■ Work required ■
Emit the line that holds "impl Default for" and all lines following it through the end of the data, verbatim, and nothing else.

Records from a data source
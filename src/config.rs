//! Environment-layered configuration.

use crate::error::{Result, VitaeError};
use crate::util::retry::RetryPolicy;

/// Application name used to scope sessions.
pub const APP_NAME: &str = "resume_parser";

/// User id used when no explicit user is supplied.
pub const DEFAULT_USER_ID: &str = "default";

/// Default model identifier.
pub const DEFAULT_MODEL: &str = "gemini-2.5-flash-lite";

/// Process-level configuration: credential, model id, retry policy.
#[derive(Debug, Clone)]
pub struct AppConfig {
    /// API credential for the model service, if configured.
    pub api_key: Option<String>,
    /// Model identifier string.
    pub model: String,
    /// Retry policy handed to the model provider.
    pub retry: RetryPolicy,
}

impl AppConfig {
    /// Load from environment variables (`GOOGLE_API_KEY` / `GEMINI_API_KEY`,
    /// `VITAE_MODEL`), reading a `.env` file first if present.
    pub fn from_env() -> Self {
        let _ = dotenvy::dotenv(); // load .env if present, ignore error

        let api_key = std::env::var("GOOGLE_API_KEY")
            .or_else(|_| std::env::var("GEMINI_API_KEY"))
            .ok();
        let model = std::env::var("VITAE_MODEL").unwrap_or_else(|_| DEFAULT_MODEL.to_string());

        Self {
            api_key,
            model,
            retry: RetryPolicy::default(),
        }
    }

    /// The configured API key, or a configuration error naming the variable.
    pub fn require_api_key(&self) -> Result<&str> {
        self.api_key
            .as_deref()
            .ok_or_else(|| VitaeError::Configuration("GOOGLE_API_KEY is not set".into()))
    }
}

impl Default for AppConfig {
    fn default() -> Self {
        Self {
            api_key: None,
            model: DEFAULT_MODEL.to_string(),
            retry: RetryPolicy::default(),
        }
    }
}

■ Output ■
impl Default for AppConfig {
    fn default() -> Self {
        Self {
            api_key: None,
            model: DEFAULT_MODEL.to_string(),
            retry: RetryPolicy::default(),
        }
    }
}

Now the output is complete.